Exzap/ZArchive

No enforcement of windows-1252 anywhere

Opened this issue · 1 comments

The current source code does not do any encoding conversion -- it just gets whatever the char* API puts out and puts them in the archive. As a result, the actual encoding will vary by the system's locale settings. On en-US Windows you will probably get 1252 (probably? yes, because there's a control panel switch to always use 65001), but on Chinese you might get 936, and on saner platforms that use the same encoding everywhere you would get UTF-8.

This is very different from the README's:

The encoding for paths within the archive is Windows-1252 (case-insensitive)

ZIP has a flag bit for UTF-8, but oops, there's no reserved bit in ZArchive.

Exzap commented

That line in the readme is misleading and I apologize for that. Windows-1252 isn't enforced anywhere and instead UTF-8 is actually used in practice.

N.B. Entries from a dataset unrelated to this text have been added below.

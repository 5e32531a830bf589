use crate::constants::{is_known_sprite, DEFAULT_NAME, MAX_NAME_LEN};

const MAX_PHOTO_URL_LEN: usize = 2048;
const MAX_ATTENDEE_ID_LEN: usize = 128;

pub fn sanitize_name(value: &str) -> String {
    let trimmed = value.trim();
    if trimmed.is_empty() {
        return DEFAULT_NAME.to_string();
    }
    trimmed.chars().take(MAX_NAME_LEN).collect()
}

pub fn normalize_sprite(raw: Option<&str>, fallback: &str) -> String {
    match raw.map(str::trim) {
        Some(name) if is_known_sprite(name) => name.to_string(),
        _ => fallback.to_string(),
    }
}

/// Photo references are stored inside the packed identity, so anything that
/// is not a plain http(s) URL is dropped rather than stored.
pub fn sanitize_photo_url(raw: &str) -> Option<String> {
    let trimmed = raw.trim();
    if trimmed.is_empty() || trimmed.len() > MAX_PHOTO_URL_LEN {
        return None;
    }
    let lower = trimmed.to_ascii_lowercase();
    if !(lower.starts_with("https://") || lower.starts_with("http://")) {
        return None;
    }
    if trimmed.chars().any(char::is_whitespace) {
        return None;
    }
    Some(trimmed.to_string())
}

pub fn parse_coordinate(value: Option<f64>) -> Option<f32> {
    let value = value?;
    if !value.is_finite() || value.abs() > f32::MAX as f64 {
        return None;
    }
    Some(value as f32)
}

/// Ids are opaque store keys; only empty, oversized or control-bearing
/// values are refused.
pub fn is_valid_attendee_id(raw: &str) -> bool {
    !raw.is_empty()
        && raw.chars().count() <= MAX_ATTENDEE_ID_LEN
        && !raw.chars().any(char::is_control)
}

Within the format specification, paths are binary blobs without any specific encoding. This is by design to let applications choose whatever encoding is convenient for them. Although the API interface expecting a null-terminated char* string already limits the possible encodings quite a lot. I don't want to open pandoras box of supporting arbitrary codecs and storing information about that in the archive itself. So let's just say that for all ZARs the path encoding is UTF-8 by default but developers are free to choose a different encoding for their applications (at the cost of incompatibility with other tools).